Фляжка!
Последним усилием Харри запустил руку во внутренний карман и вытащил фляжку. Сунул горлышко в рот, ухватил крышку зубами и повернул. Крышка снялась, бренди плеснуло в рот. По телу толчком прошла дрожь. Господи. Он припал лицом к сетке, зажмурил глаза — далекие огни «Плазы» и «Оперы» стали белыми черточками среди черноты. Правой рукой он наклонил фляжку, так что она оказалась прямо над красной пастью собаки. Выплюнул изо рта крышку и бренди, пробормотал: «Твое здоровье!» — и опрокинул фляжку. Две долгие секунды черные собачьи глаза в полном замешательстве смотрели на Харри, меж тем как коричневая жидкость, булькая, лилась в пасть. И челюсти разжались. Харри услышал, как собака шлепнулась на голый асфальт. Затем донесся хрип и тихий скулеж, когти царапнули по асфальту, и собака исчезла во мраке.
Харри подобрал ноги, перелез через забор. Закатал штанину и даже без фонаря понял, что сегодня надо идти в травмопункт, посмотреть «Все о Еве» не удастся.
Положив голову на колени Tea и закрыв глаза, Юн слушал тихое бормотание телевизора. Шел сериал из тех, какие она любит. «Король Бронкса». Или Куинса?
— Ты спросил у брата, подежурит ли он на Эгерторг? — поинтересовалась Tea.
Рукой она прикрыла ему глаза. Он чуял сладковатый запах ее кожи, она только что сделала себе укол инсулина.
— Ты о чем? — переспросил Юн.
Она убрала руку и недоверчиво посмотрела на него.
Юн засмеялся:
— Не волнуйся.

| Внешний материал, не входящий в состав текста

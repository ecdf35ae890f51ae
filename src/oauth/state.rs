//! Pending authorization attempts, keyed by their opaque `state` parameter.

use chrono::{DateTime, Duration, Utc};
use std::collections::HashMap;
use std::sync::{Mutex, MutexGuard};
use tracing::debug;
use uuid::Uuid;

/// How long a browser has to come back through the callback (10 minutes).
const DEFAULT_STATE_EXPIRY_SECONDS: i64 = 600;

/// Outstanding attempts kept per token manager; the oldest is evicted past this.
const DEFAULT_MAX_PENDING: usize = 64;

/// One outstanding authorization attempt.
#[derive(Clone, Debug)]
pub struct PendingAuthorization {
    /// Redirect URI sent to the provider; the token exchange must repeat it.
    pub redirect_uri: String,
    pub created_at: DateTime<Utc>,
}

/// Single-use, expiring state tokens for one token manager.
pub struct PendingStates {
    states: Mutex<HashMap<String, PendingAuthorization>>,
    expiry: Duration,
    max_pending: usize,
}

impl Default for PendingStates {
    fn default() -> Self {
        Self::new(DEFAULT_STATE_EXPIRY_SECONDS, DEFAULT_MAX_PENDING)
    }
}

impl PendingStates {
    pub fn new(expiry_seconds: i64, max_pending: usize) -> Self {
        Self {
            states: Mutex::new(HashMap::new()),
            expiry: Duration::seconds(expiry_seconds),
            max_pending: max_pending.max(1),
        }
    }

    fn lock(&self) -> MutexGuard<'_, HashMap<String, PendingAuthorization>> {
        self.states.lock().unwrap_or_else(|e| e.into_inner())
    }

    /// Registers a new attempt and returns its state token (UUID v4).
    ///
    /// Expired entries are swept on the way in. When the table is still full,
    /// the oldest attempt is dropped.
    pub fn create(&self, redirect_uri: &str) -> String {
        let state = Uuid::new_v4().to_string();
        let now = Utc::now();

        let mut states = self.lock();
        states.retain(|_, entry| now - entry.created_at <= self.expiry);

        while states.len() >= self.max_pending {
            let oldest = states
                .iter()
                .min_by_key(|(_, entry)| entry.created_at)
                .map(|(key, _)| key.clone());
            match oldest {
                Some(key) => {
                    debug!(pending = states.len(), "Pending OAuth states full, evicting oldest");
                    states.remove(&key);
                }
                None => break,
            }
        }

        states.insert(
            state.clone(),
            PendingAuthorization {
                redirect_uri: redirect_uri.to_string(),
                created_at: now,
            },
        );

        state
    }

    /// Removes `state` and returns its attempt if it was known and unexpired.
    pub fn consume(&self, state: &str) -> Option<PendingAuthorization> {
        let entry = self.lock().remove(state)?;

        if Utc::now() - entry.created_at > self.expiry {
            return None;
        }

        Some(entry)
    }

    /// True if `state` is pending here (expired or not). Does not consume it.
    pub fn contains(&self, state: &str) -> bool {
        self.lock().contains_key(state)
    }

    #[cfg(test)]
    pub fn count(&self) -> usize {
        self.lock().len()
    }
}

#[cfg(test)]
mod tests {
    use super::*;

    #[test]
    fn test_create_and_consume() {
        let states = PendingStates::default();

        let state = states.create("http://localhost:1880/sthServer/login/callback");
        assert!(!state.is_empty());
        assert!(states.contains(&state));

        let entry = states.consume(&state).unwrap();
        assert_eq!(
            entry.redirect_uri,
            "http://localhost:1880/sthServer/login/callback"
        );
    }

    #[test]
    fn test_state_is_single_use() {
        let states = PendingStates::default();
        let state = states.create("http://cb");

        assert!(states.consume(&state).is_some());
        assert!(states.consume(&state).is_none());
        assert!(!states.contains(&state));
    }

    #[test]
    fn test_unknown_state_rejected() {
        let states = PendingStates::default();
        assert!(states.consume("not-a-state").is_none());
    }

    #[test]
    fn test_expired_state_rejected() {
        let states = PendingStates::new(0, DEFAULT_MAX_PENDING);
        let state = states.create("http://cb");

        std::thread::sleep(std::time::Duration::from_millis(20));

        assert!(states.consume(&state).is_none());
    }

    #[test]
    fn test_create_sweeps_expired() {
        let states = PendingStates::new(0, DEFAULT_MAX_PENDING);
        states.create("http://cb");
        states.create("http://cb");

        std::thread::sleep(std::time::Duration::from_millis(20));

        states.create("http://cb");
        assert_eq!(states.count(), 1);
    }

    #[test]
    fn test_pending_states_are_capped() {
        let states = PendingStates::new(DEFAULT_STATE_EXPIRY_SECONDS, 3);

        let first = states.create("http://cb");
        std::thread::sleep(std::time::Duration::from_millis(2));
        let issued: Vec<String> = (0..3)
            .map(|_| {
                std::thread::sleep(std::time::Duration::from_millis(2));
                states.create("http://cb")
            })
            .collect();

        assert_eq!(states.count(), 3);
        assert!(!states.contains(&first));
        for state in &issued {
            assert!(states.contains(state));
        }
    }

    #[test]
    fn test_default_cap_holds_under_flood() {
        let states = PendingStates::default();
        for _ in 0..(DEFAULT_MAX_PENDING * 4) {
            states.create("http://cb");
        }
        assert_eq!(states.count(), DEFAULT_MAX_PENDING);
    }
}
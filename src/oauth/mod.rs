//! OAuth2 token lifecycle for one STH service.
//!
//! Implements the authorization code flow:
//! 1. `begin_authorization` → redirect URL with a fresh `state`
//! 2. User authorizes on the provider's site
//! 3. Provider redirects to the callback with `code` and `state`
//! 4. `complete_callback` consumes the state and exchanges the code
//! 5. The token is held in memory and persisted to the credential store
//!
//! Refresh is caller-driven: there is no background timer. Callers invoke
//! `ensure_fresh` before each request.

mod client;
mod state;

use client::OAuthClient;
use state::PendingStates;

use crate::config::OAuthConfig;
use crate::credentials::{CredentialStore, Token};
use crate::error::{Error, Result};
use chrono::{Duration, Utc};
use std::sync::{Arc, RwLock};
use tracing::{debug, info, warn};

/// Owns the OAuth client and the current token for one service.
pub struct TokenManager {
    id: String,
    client: OAuthClient,
    store: Arc<dyn CredentialStore>,
    token: RwLock<Option<Arc<Token>>>,
    pending: PendingStates,
}

impl TokenManager {
    /// Creates a manager with no token.
    pub fn new(id: &str, config: OAuthConfig, store: Arc<dyn CredentialStore>) -> Self {
        Self {
            id: id.to_string(),
            client: OAuthClient::new(config),
            store,
            token: RwLock::new(None),
            pending: PendingStates::default(),
        }
    }

    /// Creates a manager and restores any token previously persisted for `id`.
    pub fn load(id: &str, config: OAuthConfig, store: Arc<dyn CredentialStore>) -> Result<Self> {
        let manager = Self::new(id, config, store);

        if let Some(token) = manager.store.get(id)? {
            debug!(service = %id, "Restored stored token");
            manager.replace(token);
        }

        Ok(manager)
    }

    /// Builds the provider redirect URL for a new authorization attempt.
    ///
    /// `callback_uri` is recorded with the generated state and reused for the
    /// code exchange.
    pub fn begin_authorization(&self, callback_uri: &str) -> Result<String> {
        self.client.check_authorize_config()?;

        let state = self.pending.create(callback_uri);
        let url = self.client.authorize_url(&state, callback_uri)?;

        info!(service = %self.id, "Starting OAuth authorization");
        Ok(url)
    }

    /// True if `state` belongs to an attempt started by this manager.
    pub fn owns_state(&self, state: &str) -> bool {
        self.pending.contains(state)
    }

    /// Completes an attempt identified by `state` with the provider's `code`.
    pub async fn complete_callback(&self, state: &str, code: &str) -> Result<Token> {
        let attempt = self.pending.consume(state).ok_or_else(|| {
            warn!(service = %self.id, "Invalid or expired OAuth state");
            Error::InvalidState
        })?;

        self.complete_authorization(code, &attempt.redirect_uri).await
    }

    /// Exchanges `code` for a token and stores it, replacing any prior token.
    pub async fn complete_authorization(&self, code: &str, redirect_uri: &str) -> Result<Token> {
        let token = self.client.exchange_code(code, redirect_uri).await?;
        self.install(token.clone())?;

        info!(
            service = %self.id,
            has_refresh_token = token.refresh_token.is_some(),
            "OAuth authorization completed"
        );
        Ok(token)
    }

    /// Obtains a new token with the stored refresh token.
    ///
    /// Fails without touching the network when nothing is stored or the
    /// stored token carries no refresh token.
    pub async fn refresh(&self) -> Result<Token> {
        let current = self.current().ok_or(Error::NoToken)?;
        let refresh_token = current.refresh_token.clone().ok_or_else(|| {
            Error::AuthExchange("stored token has no refresh token".to_string())
        })?;

        info!(service = %self.id, "Refreshing OAuth token");

        let mut token = self.client.refresh(&refresh_token).await?;

        // Keep the existing refresh token if the provider did not rotate it
        if token.refresh_token.is_none() {
            token.refresh_token = Some(refresh_token);
        }

        self.install(token.clone())?;

        info!(service = %self.id, "OAuth token refreshed");
        Ok(token)
    }

    /// The current access token, if any.
    pub fn current_access_token(&self) -> Option<String> {
        self.current().map(|t| t.access_token.clone())
    }

    /// A snapshot of the current token.
    pub fn current(&self) -> Option<Arc<Token>> {
        self.token
            .read()
            .unwrap_or_else(|e| e.into_inner())
            .clone()
    }

    pub fn needs_refresh(&self, margin: Duration) -> bool {
        self.current()
            .map(|t| t.needs_refresh(Utc::now(), margin))
            .unwrap_or(false)
    }

    /// Refreshes the token if it is within `margin` of expiry.
    ///
    /// Returns the new token when a refresh happened.
    pub async fn ensure_fresh(&self, margin: Duration) -> Result<Option<Token>> {
        if !self.needs_refresh(margin) {
            return Ok(None);
        }

        self.refresh().await.map(Some)
    }

    /// Persists first, then swaps in memory, so a store failure leaves the
    /// previous token in place.
    fn install(&self, token: Token) -> Result<()> {
        self.store.put(&self.id, &token)?;
        self.replace(token);
        Ok(())
    }

    fn replace(&self, token: Token) {
        *self.token.write().unwrap_or_else(|e| e.into_inner()) = Some(Arc::new(token));
    }
}
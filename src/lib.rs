// Error types
pub mod error;

// TOML configuration and environment overrides
pub mod config;

// Token persistence
pub mod credentials;

// OAuth2 token lifecycle
pub mod oauth;

// STH history client
pub mod history;

// Configured services and the trigger flow
pub mod service;

// HTTP endpoints
pub mod api;

pub use error::{Error, Result};
//! Error types shared by the token manager, the history fetcher and the HTTP API.

use thiserror::Error;

/// Errors returned by sth-bridge operations.
///
/// Every failed operation is independent: an error never leaves the token
/// manager or the fetcher in a partially-updated state.
#[derive(Debug, Error)]
pub enum Error {
    /// Required configuration is missing or malformed (e.g. no port, no URL).
    #[error("configuration error: {0}")]
    Config(String),

    /// The OAuth provider rejected a code exchange or refresh, or the
    /// request to the token endpoint failed.
    #[error("OAuth token exchange failed: {0}")]
    AuthExchange(String),

    /// A refresh was attempted with no stored token.
    #[error("no token stored for this service")]
    NoToken,

    /// The history request returned a non-200 status or failed in transport.
    #[error("history request failed{}: {detail}", status_suffix(.status))]
    Request { status: Option<u16>, detail: String },

    /// The OAuth callback carried an unknown, expired or reused state.
    #[error("invalid or expired OAuth state")]
    InvalidState,

    /// The caller did not supply enough input to build a history query.
    #[error("invalid history query: {0}")]
    InvalidQuery(String),

    /// The credential store could not read or write a token.
    #[error("credential store error: {0}")]
    Store(String),
}

fn status_suffix(status: &Option<u16>) -> String {
    match status {
        Some(code) => format!(" with status {}", code),
        None => String::new(),
    }
}

impl Error {
    /// Upstream HTTP status carried by a `Request` error, if any.
    pub fn status_code(&self) -> Option<u16> {
        match self {
            Error::Request { status, .. } => *status,
            _ => None,
        }
    }
}

impl From<anyhow::Error> for Error {
    fn from(err: anyhow::Error) -> Self {
        Error::Store(format!("{:#}", err))
    }
}

pub type Result<T> = std::result::Result<T, Error>;

#[cfg(test)]
mod tests {
    use super::*;

    #[test]
    fn test_request_error_display() {
        let err = Error::Request {
            status: Some(404),
            detail: "not found".to_string(),
        };
        assert_eq!(
            err.to_string(),
            "history request failed with status 404: not found"
        );
        assert_eq!(err.status_code(), Some(404));

        let err = Error::Request {
            status: None,
            detail: "connection refused".to_string(),
        };
        assert_eq!(err.to_string(), "history request failed: connection refused");
        assert_eq!(err.status_code(), None);
    }

    #[test]
    fn test_non_request_errors_have_no_status() {
        assert_eq!(Error::NoToken.status_code(), None);
        assert_eq!(Error::Config("x".into()).status_code(), None);
    }
}
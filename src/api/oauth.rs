//! Browser-facing OAuth endpoints.
//!
//! 1. The editor opens `GET /sthServer/login/auth?service=<id>&callback=<uri>`
//! 2. The user is redirected to the provider and authorizes
//! 3. The provider redirects to `GET /sthServer/login/callback?code=..&state=..`
//! 4. The code is exchanged and the token stored for the owning service

use super::AppState;
use crate::error::Error;
use axum::{
    extract::{Query, State},
    http::StatusCode,
    response::{Html, IntoResponse, Redirect, Response},
    routing::get,
    Router,
};
use serde::Deserialize;
use tracing::{debug, error, info, warn};

const LOGIN_PATH: &str = "/sthServer/login/auth";
const CALLBACK_PATH: &str = "/sthServer/login/callback";

const SUCCESS_PAGE: &str = "<html><head></head><body><p>Authorised - you can close this window and return to the editor</p></body></html>";
const FAILURE_PAGE: &str = "<html><head></head><body><p>Something went wrong with the authentication process</p></body></html>";

/// Query parameters of the login endpoint
#[derive(Deserialize)]
pub struct LoginParams {
    service: Option<String>,
    callback: Option<String>,
}

/// OAuth callback query parameters
#[derive(Deserialize)]
pub struct OAuthCallback {
    code: Option<String>,
    state: Option<String>,
    error: Option<String>,
    error_description: Option<String>,
}

/// Create OAuth API router
pub fn create_oauth_router(state: AppState) -> Router {
    Router::new()
        .route(LOGIN_PATH, get(oauth_login))
        .route(CALLBACK_PATH, get(oauth_callback))
        .with_state(state)
}

fn page(status: StatusCode, body: &'static str) -> Response {
    (status, Html(body)).into_response()
}

/// GET /sthServer/login/auth?service=<id>&callback=<uri>
///
/// Starts an authorization attempt for the service and redirects the browser
/// to the provider. `callback` must be the public URL of the callback
/// endpoint; it is sent to the provider as `redirect_uri`.
async fn oauth_login(State(state): State<AppState>, Query(params): Query<LoginParams>) -> Response {
    let Some(service_id) = params.service else {
        return (StatusCode::BAD_REQUEST, "Missing 'service' parameter").into_response();
    };
    let Some(callback) = params.callback.filter(|c| !c.is_empty()) else {
        return (StatusCode::BAD_REQUEST, "Missing 'callback' parameter").into_response();
    };

    let Some(service) = state.services.get(&service_id) else {
        warn!(service = %service_id, "OAuth login for unknown service");
        return (
            StatusCode::NOT_FOUND,
            format!("Service '{}' not found", service_id),
        )
            .into_response();
    };

    match service.tokens().begin_authorization(&callback) {
        Ok(url) => {
            debug!(service = %service_id, "Redirecting to OAuth provider");
            Redirect::temporary(&url).into_response()
        }
        Err(e) => {
            error!(service = %service_id, error = %e, "Cannot start OAuth authorization");
            StatusCode::INTERNAL_SERVER_ERROR.into_response()
        }
    }
}

/// GET /sthServer/login/callback?code=..&state=..
///
/// Validates the single-use state, exchanges the code and stores the token
/// on the service that issued the state.
async fn oauth_callback(
    State(state): State<AppState>,
    Query(callback): Query<OAuthCallback>,
) -> Response {
    if let Some(error) = callback.error {
        let description = callback
            .error_description
            .unwrap_or_else(|| "Unknown error".to_string());
        warn!(error = %error, description = %description, "OAuth authorization denied");
        return page(StatusCode::BAD_REQUEST, FAILURE_PAGE);
    }

    let (Some(code), Some(csrf_state)) = (callback.code, callback.state) else {
        warn!("OAuth callback without code or state");
        return page(StatusCode::BAD_REQUEST, FAILURE_PAGE);
    };

    let Some(service) = state.services.find_by_state(&csrf_state) else {
        warn!("OAuth callback with unknown state");
        return page(StatusCode::UNAUTHORIZED, FAILURE_PAGE);
    };

    match service.tokens().complete_callback(&csrf_state, &code).await {
        Ok(_) => {
            info!(service = %service.id(), "OAuth flow completed successfully");
            page(StatusCode::OK, SUCCESS_PAGE)
        }
        Err(Error::InvalidState) => page(StatusCode::UNAUTHORIZED, FAILURE_PAGE),
        Err(e) => {
            error!(service = %service.id(), error = %e, "Token exchange failed");
            page(StatusCode::BAD_GATEWAY, FAILURE_PAGE)
        }
    }
}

Я давным-давно с ним договорился. Он согласен.
Tea удрученно вздохнула. Юн взял ее руку, снова положил себе на глаза.
— Только я не сказал ему, что это твой день рождения. Наверно, тогда бы он не согласился.
— Почему?
— Потому что он с ума по тебе сходит, ты же знаешь.
— Это ты так считаешь.
— А ты его недолюбливаешь.
— Неправда!
— Почему же ты всегда напрягаешься, стоит мне упомянуть его имя?
Она громко рассмеялась. Вероятно, чему-то в Бронксе. Или в Куинсе.
— Ты заказал столик в ресторане? — спросила она.
— Да.
С улыбкой она сжала его руку. Потом нахмурилась:
— Я вот подумала. Вдруг кто-нибудь нас увидит?
— Из Армии? Исключено.
— Ну а вдруг все-таки?
Юн не ответил.
— Может, пора сказать об этом?
— Не знаю. Не лучше ли все-таки повременить, пока мы не убедимся…
— А ты не убедился, Юн?
Он отодвинул ее руку и с удивлением посмотрел на Tea:
— Слушай, ты ведь прекрасно знаешь, я люблю тебя больше всего на свете. Дело не в этом.
— А в чем?
Юн вздохнул, поднялся с ее колен, сел рядом.
— Ты не знаешь Роберта, Tea.
Она криво улыбнулась:
— Я знаю его с самого детства, Юн.
Он отвернулся.
— Да, только одного не знаешь. Не знаешь, каков он в ярости. Совершенно другой человек, сладу нет. Это у него от отца. Он опасен, Tea.